Le moment de surprise passé, le foreman nous a dit de se mettre au lit, «j’vais aller chercher le sacripant». Sans parler, l’air déçu, les gars se sont glissés sur leur couche sans dire un mot. Le foreman est revenu au bout d’une grosse heure, avec le fuyard sous le bras. Les gars se sont levés sur leur coude… seulement pour voir que la Sainte Vierge n’était pas avec eux. À la lueur du feu, je voyais les regards d’accusation que se faisait lancer Ti-Oui. Drôle de veille de Noël…
***
Le matin arrivé, je me suis réveillé en sursaut. «Le p’tit Jésus!», que je me suis écrié. Eh oui, avec cette sorte de folie qui avait atteint nos hommes, personne avait pensé à tailler le nouveau-né. Les gars se sont assis sur leur couche. Ils avaient tous un air de malheur. Pu de Sainte Vierge, pas de p’tit Jésus, c’était pas glorieux. Les gars avaient l’air désolé. Ti-Oui s’est excusé, il pleurait comme un enfant. «T’en fais pas», a dit le père Gauthier. Tous avaient leur part de responsabilité.

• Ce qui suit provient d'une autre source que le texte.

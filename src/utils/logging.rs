//! Logging configuration and subscriber setup

use serde::{Deserialize, Serialize};
use tracing_subscriber::EnvFilter;

use crate::domain::errors::DomainError;

/// Logging configuration options
#[derive(Debug, Clone, Serialize, Deserialize)]
#[serde(default)]
pub struct LoggingConfig {
    /// Global log level
    pub level: LogLevel,
    /// Output format
    pub format: LogFormat,
    /// Include target module information
    pub target: bool,
    /// Include thread names (the drain loop and stitcher run on named threads)
    pub thread_names: bool,
}

/// Log level configuration
#[derive(Debug, Clone, Copy, PartialEq, Eq, Serialize, Deserialize)]
#[serde(rename_all = "lowercase")]
pub enum LogLevel {
    Error,
    Warn,
    Info,
    Debug,
    Trace,
}

/// Log output format
#[derive(Debug, Clone, Copy, PartialEq, Eq, Serialize, Deserialize)]
#[serde(rename_all = "lowercase")]
pub enum LogFormat {
    /// Human-readable multi-line format
    Pretty,
    /// Compact single-line format
    Compact,
    /// JSON format for structured logging
    Json,
}

impl Default for LoggingConfig {
    fn default() -> Self {
        Self {
            level: LogLevel::Info,
            format: LogFormat::Compact,
            target: false,
            thread_names: true,
        }
    }
}

impl LogLevel {
    /// Parse log level from string
    pub fn parse(level_str: &str) -> Result<Self, DomainError> {
        match level_str.to_lowercase().as_str() {
            "trace" => Ok(LogLevel::Trace),
            "debug" => Ok(LogLevel::Debug),
            "info" => Ok(LogLevel::Info),
            "warn" => Ok(LogLevel::Warn),
            "error" => Ok(LogLevel::Error),
            _ => Err(DomainError::BadArgs(format!(
                "Invalid log level: {}. Valid levels: trace, debug, info, warn, error",
                level_str
            ))),
        }
    }

    fn as_filter(self) -> &'static str {
        match self {
            LogLevel::Error => "error",
            LogLevel::Warn => "warn",
            LogLevel::Info => "info",
            LogLevel::Debug => "debug",
            LogLevel::Trace => "trace",
        }
    }
}

impl LogFormat {
    pub fn parse(format_str: &str) -> Result<Self, DomainError> {
        match format_str.to_lowercase().as_str() {
            "pretty" => Ok(LogFormat::Pretty),
            "compact" => Ok(LogFormat::Compact),
            "json" => Ok(LogFormat::Json),
            _ => Err(DomainError::BadArgs(format!(
                "Invalid log format: {}. Valid formats: pretty, compact, json",
                format_str
            ))),
        }
    }
}

/// Logging system manager
pub struct LoggingSystem {
    config: LoggingConfig,
}

impl LoggingSystem {
    pub fn new(config: LoggingConfig) -> Self {
        Self { config }
    }

    /// Build the filter; `RUST_LOG` wins over the configured level
    fn filter(&self) -> EnvFilter {
        EnvFilter::try_from_default_env().unwrap_or_else(|_| EnvFilter::new(self.config.level.as_filter()))
    }

    /// Install the global subscriber. Safe to call more than once.
    pub fn initialize(&self) {
        let builder = tracing_subscriber::fmt()
            .with_env_filter(self.filter())
            .with_target(self.config.target)
            .with_thread_names(self.config.thread_names)
            .with_writer(std::io::stderr);

        let installed = match self.config.format {
            LogFormat::Pretty => builder.pretty().try_init(),
            LogFormat::Compact => builder.compact().try_init(),
            LogFormat::Json => builder.json().try_init(),
        };

        if installed.is_ok() {
            tracing::debug!(
                level = ?self.config.level,
                format = ?self.config.format,
                "Logging system initialized"
            );
        }
    }

    /// Log build and platform information
    pub fn log_system_info(&self) {
        tracing::info!("holdrec {}", env!("CARGO_PKG_VERSION"));
        #[cfg(target_os = "macos")]
        tracing::info!("Platform: macOS");
        #[cfg(target_os = "linux")]
        tracing::info!("Platform: Linux");
        #[cfg(target_os = "windows")]
        tracing::info!("Platform: Windows");
        tracing::info!(cpus = num_cpus::get(), "Logical CPUs");
        tracing::info!(libav = cfg!(feature = "libav"), "Compiled backends");
    }
}

impl Default for LoggingSystem {
    fn default() -> Self {
        Self::new(LoggingConfig::default())
    }
}

#[cfg(test)]
mod tests {
    use super::*;

    #[test]
    fn test_log_level_parse() {
        assert_eq!(LogLevel::parse("DEBUG").unwrap(), LogLevel::Debug);
        assert!(LogLevel::parse("verbose").is_err());
    }

    #[test]
    fn test_log_format_parse() {
        assert_eq!(LogFormat::parse("json").unwrap(), LogFormat::Json);
        assert!(LogFormat::parse("xml").is_err());
    }

    #[test]
    fn test_config_deserializes_with_defaults() {
        let config: LoggingConfig = toml::from_str("level = \"warn\"").unwrap();
        assert_eq!(config.level, LogLevel::Warn);
        assert_eq!(config.format, LogFormat::Compact);
    }
}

En mangeant notre lard salé, on avait le taquet bien bas. Ces gros gars-là, élevés à la dure, habitués à travailler dans neige et dans vase, avaient l’air d’enfants en punition. Une fois de temps en temps durant le déjeuner, y’en avait un qui levait les yeux de son assiette pour regarder la crèche, si on peut appeler ça une crèche. Pas de Sainte Vierge, pas de Jésus…
Belle bande d’andouilles, y fallait bien que chacun tire la couverte de son bord pour faire un travail de cochon de même. On faisait dur, ça tout le monde était d’accord. Il y en a même eu un pour dire qu’on avait été puni par le Ciel…

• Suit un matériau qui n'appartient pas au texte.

//! Encoder drain loop: pulls access units and routes them into segments

use std::path::PathBuf;
use std::sync::mpsc::{Receiver, Sender, TryRecvError};
use std::sync::Arc;
use std::time::Duration;

use chrono::Utc;
use tracing::{debug, error, info, trace, warn};

use crate::domain::errors::DomainError;
use crate::domain::model::{AccessUnit, Orientation, Phase, PhaseEvent, TrackFormat};
use crate::engine::events::{EventSink, RecorderEvent};
use crate::engine::segment::{Segment, SegmentWriter};
use crate::engine::session::SessionState;
use crate::engine::stitcher::StitchJob;
use crate::output::{remove_files, MediaLibrary};
use crate::ports::{EncoderEvent, VideoEncoder};
use crate::utils::time::us_to_ms;

/// Requests from the control thread to the drain loop
#[derive(Debug, Clone, PartialEq, Eq)]
pub enum DrainCommand {
    /// Open the writer for the segment that was just started
    OpenSegment { orientation: Orientation },
    /// Leave the loop and tear down
    Shutdown,
}

/// Encoder poll timeouts per phase
#[derive(Debug, Clone, Copy, PartialEq, Eq)]
pub struct PollTimeouts {
    /// While idle or recording
    pub idle: Duration,
    /// While waiting for the final unit of a segment
    pub finishing: Duration,
}

impl PollTimeouts {
    pub fn for_phase(&self, phase: Phase) -> Duration {
        match phase {
            Phase::Finishing => self.finishing,
            Phase::Idle | Phase::Recording | Phase::Stitching => self.idle,
        }
    }
}

impl Default for PollTimeouts {
    fn default() -> Self {
        Self {
            idle: Duration::from_millis(10),
            finishing: Duration::from_millis(500),
        }
    }
}

#[derive(Debug, Clone, Copy, PartialEq, Eq)]
pub enum StepOutcome {
    Continue,
    Shutdown,
}

/// What the loop leaves behind when it exits
#[derive(Debug)]
pub struct DrainReport {
    /// Set when the loop died instead of being shut down
    pub error: Option<DomainError>,
    /// Segment files recorded but never handed to the stitcher
    pub pending_segments: Vec<PathBuf>,
}

/// Channels connecting the drain loop to the rest of the pipeline
pub struct DrainLinks {
    pub commands: Receiver<DrainCommand>,
    pub stitch_jobs: Sender<StitchJob>,
    pub events: EventSink,
}

/// Sole owner of the encoder and of the active segment's writer
pub struct DrainLoop<E: VideoEncoder> {
    encoder: E,
    state: Arc<SessionState>,
    writer: SegmentWriter,
    library: MediaLibrary,
    links: DrainLinks,
    timeouts: PollTimeouts,
    format: Option<TrackFormat>,
    active: Option<Segment>,
    segments: Vec<PathBuf>,
}

impl<E: VideoEncoder> DrainLoop<E> {
    pub fn new(
        encoder: E,
        state: Arc<SessionState>,
        writer: SegmentWriter,
        library: MediaLibrary,
        links: DrainLinks,
        timeouts: PollTimeouts,
    ) -> Self {
        Self {
            encoder,
            state,
            writer,
            library,
            links,
            timeouts,
            format: None,
            active: None,
            segments: Vec::new(),
        }
    }

    pub fn state(&self) -> &Arc<SessionState> {
        &self.state
    }

    pub fn encoder(&self) -> &E {
        &self.encoder
    }

    pub fn active_segment(&self) -> Option<&Segment> {
        self.active.as_ref()
    }

    /// Segment files of the current session, in recording order
    pub fn segments(&self) -> &[PathBuf] {
        &self.segments
    }

    pub fn format(&self) -> Option<&TrackFormat> {
        self.format.as_ref()
    }

    /// Run until shut down or until the encoder fails
    pub fn run(mut self) -> DrainReport {
        info!("Encoder drain loop started");
        let error = loop {
            match self.step() {
                Ok(StepOutcome::Continue) => {}
                Ok(StepOutcome::Shutdown) => break None,
                Err(e) => {
                    error!(class = ?e.class(), "Encoder output loop error: {}", e);
                    self.links.events.emit(RecorderEvent::DrainFailed { reason: e.to_string() });
                    break Some(e);
                }
            }
        };
        self.teardown(error)
    }

    /// One iteration: handle pending commands, then one bounded encoder poll
    pub fn step(&mut self) -> Result<StepOutcome, DomainError> {
        if self.handle_commands()? {
            return Ok(StepOutcome::Shutdown);
        }

        let polled_in = self.state.phase();
        match self.encoder.poll(self.timeouts.for_phase(polled_in))? {
            EncoderEvent::FormatChanged(format) => self.on_format(format),
            EncoderEvent::Unit(unit) => self.on_unit(unit)?,
            EncoderEvent::Timeout => self.on_timeout(polled_in)?,
        }
        Ok(StepOutcome::Continue)
    }

    /// Returns true when the loop should stop
    fn handle_commands(&mut self) -> Result<bool, DomainError> {
        loop {
            match self.links.commands.try_recv() {
                Ok(DrainCommand::OpenSegment { orientation }) => self.open_segment(orientation)?,
                Ok(DrainCommand::Shutdown) => return Ok(true),
                Err(TryRecvError::Empty) => return Ok(false),
                Err(TryRecvError::Disconnected) => {
                    debug!("Control channel closed");
                    return Ok(true);
                }
            }
        }
    }

    fn open_segment(&mut self, orientation: Orientation) -> Result<(), DomainError> {
        let phase = self.state.phase();
        if !phase.is_capturing() {
            warn!(%phase, "Ignoring segment open request");
            return Ok(());
        }
        if self.active.is_some() {
            warn!("A segment is already active; ignoring open request");
            return Ok(());
        }

        let opened = match &self.format {
            Some(format) => {
                let path = self.library.segment_path(Utc::now());
                self.writer.open(path, format, orientation)
            }
            None => Err(DomainError::NotReady("Encoder output format unknown".to_string())),
        };

        match opened {
            Ok(segment) => {
                self.segments.push(segment.path().to_path_buf());
                self.links.events.emit(RecorderEvent::SegmentOpened {
                    path: segment.path().to_path_buf(),
                });
                self.active = Some(segment);
            }
            Err(e) => {
                self.state.phase_cell().apply(PhaseEvent::SegmentAborted)?;
                self.links.events.emit(RecorderEvent::SegmentRejected { reason: e.to_string() });
            }
        }
        Ok(())
    }

    fn on_format(&mut self, format: TrackFormat) {
        if self.format.is_some() {
            warn!("Encoder output format changed again; later segments use the new format");
        }
        info!(
            mime = format.mime(),
            width = format.width,
            height = format.height,
            fps = format.frame_rate,
            "Encoder output format changed"
        );
        self.format = Some(format.clone());
        self.state.set_format_ready(true);
        self.links.events.emit(RecorderEvent::FormatReady { format });
    }

    fn on_unit(&mut self, unit: AccessUnit) -> Result<(), DomainError> {
        let forwarded = self.forward(&unit);
        self.encoder.release_output(unit);

        if forwarded? && (self.state.phase() == Phase::Finishing || self.state.cap_reached()) {
            self.finish_segment()?;
        }
        Ok(())
    }

    /// Write the unit into the active segment; false when it was not routed
    fn forward(&mut self, unit: &AccessUnit) -> Result<bool, DomainError> {
        if !self.state.phase().is_capturing() || !unit.is_media() {
            return Ok(false);
        }
        let Some(segment) = self.active.as_mut() else {
            trace!(pts_us = unit.pts_us, "No open segment yet; unit not recorded");
            return Ok(false);
        };

        let timing = segment.observe(unit.pts_us);
        let recorded = self.state.add_recorded(timing.delta_us);
        trace!(
            size = unit.size(),
            pts_us = timing.renormalized_us,
            recorded_us = recorded,
            "Forwarding access unit"
        );
        segment.write(&unit.payload, timing.renormalized_us, unit.flags)?;
        Ok(true)
    }

    fn on_timeout(&mut self, polled_in: Phase) -> Result<(), DomainError> {
        if polled_in == Phase::Finishing && self.active.is_some() {
            warn!("Timeout waiting for last frame. Finalizing segment anyway.");
            self.finish_segment()?;
        }
        Ok(())
    }

    /// Finalize the active segment and leave `Finishing`
    fn finish_segment(&mut self) -> Result<(), DomainError> {
        let Some(mut segment) = self.active.take() else {
            return Ok(());
        };

        if self.state.phase() == Phase::Recording {
            if let Err(e) = self.state.phase_cell().apply(PhaseEvent::CapReached) {
                // A concurrent release may already have moved us to Finishing
                if self.state.phase() != Phase::Finishing {
                    return Err(e);
                }
            }
        }

        if let Err(e) = segment.finalize() {
            warn!("Error finalizing segment writer: {}", e);
        }
        let summary = segment.summary();
        drop(segment);

        let recorded_us = self.state.recorded_us();
        let cap_reached = self.state.cap_reached();
        info!(
            "Final length: {} ms. Total recorded: {} ms",
            us_to_ms(summary.length_us),
            recorded_us / 1_000
        );

        let (_, next) = self
            .state
            .phase_cell()
            .apply(PhaseEvent::SegmentFinalized { cap_reached })?;

        self.links.events.emit(RecorderEvent::SegmentFinalized {
            path: summary.path,
            length_us: summary.length_us,
            samples: summary.samples,
            recorded_us,
        });

        if next == Phase::Stitching {
            self.hand_off_to_stitcher(recorded_us)?;
        }
        Ok(())
    }

    fn hand_off_to_stitcher(&mut self, recorded_us: u64) -> Result<(), DomainError> {
        let segments = std::mem::take(&mut self.segments);
        info!(count = segments.len(), "Recording finished. Handing segments to the stitcher");
        self.links.events.emit(RecorderEvent::StitchStarted { segments: segments.len() });

        if let Err(rejected) = self.links.stitch_jobs.send(StitchJob { segments, recorded_us }) {
            let job = rejected.0;
            error!("Stitch worker is gone; discarding {} segment(s)", job.segments.len());
            remove_files(job.segments.iter().map(|p| p.as_path()));
            self.state.reset_recorded();
            self.state.phase_cell().apply(PhaseEvent::StitchCompleted)?;
            self.links.events.emit(RecorderEvent::StitchFailed {
                reason: "stitch worker unavailable".to_string(),
            });
        }
        Ok(())
    }

    /// Release the encoder, then the in-flight segment writer
    fn teardown(self, error: Option<DomainError>) -> DrainReport {
        let DrainLoop {
            encoder,
            state,
            active,
            segments,
            ..
        } = self;

        state.set_format_ready(false);
        drop(encoder);

        if let Some(mut segment) = active {
            if let Err(e) = segment.finalize() {
                warn!("Error finalizing in-flight segment: {}", e);
            }
        }

        if state.phase() != Phase::Stitching {
            state.force(Phase::Idle);
            state.reset_recorded();
        }

        info!(pending = segments.len(), "Encoder drain loop stopped");
        DrainReport {
            error,
            pending_segments: segments,
        }
    }
}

Parlant du Ciel, je suis sorti dehors après le repas pour fumer un peu. Il avait tombé une bordée durant la nuit. J’ai tiré sur ma pipe un moment, adossé à la porte. Sur le point de retourner en dedans, j’ai remarqué quelque chose d’à moitié enfoui dans la neige, à trois ou quatre pieds devant moi.

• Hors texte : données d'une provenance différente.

//! Recorder settings

use std::path::{Path, PathBuf};
use std::time::Duration;

use serde::{Deserialize, Serialize};

use crate::domain::errors::DomainError;
use crate::domain::model::{Orientation, TrackFormat, VideoCodec};
use crate::error::{HoldrecError, HoldrecResult};
use crate::utils::logging::LoggingConfig;
use crate::utils::time::ms_to_us;

/// Everything the recorder needs to run one session loop
#[derive(Debug, Clone, Serialize, Deserialize)]
#[serde(default)]
pub struct RecorderSettings {
    /// Maximum cumulative recorded duration per session
    pub cap_ms: u64,
    /// Directory for segment files and merged outputs
    pub media_dir: PathBuf,
    /// Encoder poll timeout while idle or recording
    pub idle_poll_ms: u64,
    /// Encoder poll timeout while waiting for the last unit of a segment
    pub finishing_poll_ms: u64,
    /// Progress reporter cadence
    pub progress_interval_ms: u64,
    /// Rotation hint applied to new segments
    pub segment_orientation: Orientation,
    /// Rotation hint applied to the merged output
    pub output_orientation: Orientation,
    pub video: VideoSettings,
    pub logging: LoggingConfig,
}

/// Encoder configuration
#[derive(Debug, Clone, Serialize, Deserialize)]
#[serde(default)]
pub struct VideoSettings {
    pub codec: VideoCodec,
    pub width: u32,
    pub height: u32,
    pub fps: u32,
    pub bitrate: u64,
    /// Frames between key frames; 1 makes every frame a valid cut point
    pub keyframe_interval: u32,
}

impl Default for RecorderSettings {
    fn default() -> Self {
        Self {
            cap_ms: 6_000,
            media_dir: PathBuf::from("media"),
            idle_poll_ms: 10,
            finishing_poll_ms: 500,
            progress_interval_ms: 16,
            segment_orientation: Orientation::UPRIGHT,
            output_orientation: Orientation::PORTRAIT,
            video: VideoSettings::default(),
            logging: LoggingConfig::default(),
        }
    }
}

impl Default for VideoSettings {
    fn default() -> Self {
        Self {
            codec: VideoCodec::H264,
            width: 1280,
            height: 720,
            fps: 60,
            bitrate: 16_000_000,
            keyframe_interval: 1,
        }
    }
}

impl RecorderSettings {
    /// Parse settings from TOML; missing keys fall back to defaults
    pub fn from_toml_str(content: &str) -> HoldrecResult<Self> {
        let settings: Self = toml::from_str(content)?;
        settings.validate()?;
        Ok(settings)
    }

    /// Load settings from a TOML file
    pub fn from_file(path: &Path) -> HoldrecResult<Self> {
        let content = std::fs::read_to_string(path).map_err(|e| HoldrecError::ConfigError {
            message: format!("Failed to read {}: {}", path.display(), e),
        })?;
        Self::from_toml_str(&content)
    }

    /// Reject values the pipeline cannot work with
    pub fn validate(&self) -> Result<(), DomainError> {
        if self.cap_ms == 0 {
            return Err(DomainError::BadArgs("cap_ms must be greater than zero".to_string()));
        }
        if self.idle_poll_ms == 0 || self.finishing_poll_ms == 0 {
            return Err(DomainError::BadArgs("Poll timeouts must be greater than zero".to_string()));
        }
        if self.finishing_poll_ms < self.idle_poll_ms {
            return Err(DomainError::BadArgs(
                "finishing_poll_ms must not be shorter than idle_poll_ms".to_string(),
            ));
        }
        if self.progress_interval_ms == 0 {
            return Err(DomainError::BadArgs("progress_interval_ms must be greater than zero".to_string()));
        }
        if self.video.keyframe_interval == 0 {
            return Err(DomainError::BadArgs("keyframe_interval must be at least 1".to_string()));
        }
        self.video.track_format().map(|_| ())
    }

    pub fn cap_us(&self) -> u64 {
        ms_to_us(self.cap_ms)
    }

    pub fn idle_poll(&self) -> Duration {
        Duration::from_millis(self.idle_poll_ms)
    }

    pub fn finishing_poll(&self) -> Duration {
        Duration::from_millis(self.finishing_poll_ms)
    }

    pub fn progress_interval(&self) -> Duration {
        Duration::from_millis(self.progress_interval_ms)
    }

    /// Serialize back to TOML
    pub fn to_toml_string(&self) -> HoldrecResult<String> {
        toml::to_string_pretty(self).map_err(|e| HoldrecError::ConfigError {
            message: format!("Failed to serialize settings: {}", e),
        })
    }
}

impl VideoSettings {
    /// Nominal track format the encoder is configured for
    pub fn track_format(&self) -> Result<TrackFormat, DomainError> {
        Ok(TrackFormat::video(self.codec, self.width, self.height, self.fps)?.with_bit_rate(self.bitrate))
    }
}

#[cfg(test)]
mod tests {
    use super::*;

    #[test]
    fn test_defaults_are_valid() {
        let settings = RecorderSettings::default();
        settings.validate().unwrap();
        assert_eq!(settings.cap_us(), 6_000_000);
        assert_eq!(settings.finishing_poll(), Duration::from_millis(500));
        assert_eq!(settings.output_orientation.degrees(), 90);
    }

    #[test]
    fn test_partial_toml() {
        let settings = RecorderSettings::from_toml_str(
            r#"
            cap_ms = 3000
            segment_orientation = 270

            [video]
            fps = 30
            "#,
        )
        .unwrap();
        assert_eq!(settings.cap_ms, 3000);
        assert_eq!(settings.segment_orientation.degrees(), 270);
        assert_eq!(settings.video.fps, 30);
        assert_eq!(settings.video.width, 1280);
    }

    #[test]
    fn test_rejects_bad_values() {
        assert!(RecorderSettings::from_toml_str("cap_ms = 0").is_err());
        assert!(RecorderSettings::from_toml_str("segment_orientation = 45").is_err());
        assert!(RecorderSettings::from_toml_str("idle_poll_ms = 600").is_err());
        assert!(RecorderSettings::from_toml_str("[video]\nfps = 0").is_err());
    }

    #[test]
    fn test_toml_roundtrip() {
        let settings = RecorderSettings::default();
        let text = settings.to_toml_string().unwrap();
        let parsed = RecorderSettings::from_toml_str(&text).unwrap();
        assert_eq!(parsed.cap_ms, settings.cap_ms);
        assert_eq!(parsed.video.bitrate, settings.video.bitrate);
    }
}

Je me suis penché, j’ai allongé le bras. C’était notre Sainte Vierge. Seulement, voilà qu’elle avait, dans ses bras, un nouveau-né. Pendant qu’on ruminait en dedans, elle avait travaillé pour nous. J’ai mis la statuette sur la table du camp. Les gars la regardaient sans dire un mot. L’œil bien rond, le p’tit Jésus avait l’air de se moquer de nous…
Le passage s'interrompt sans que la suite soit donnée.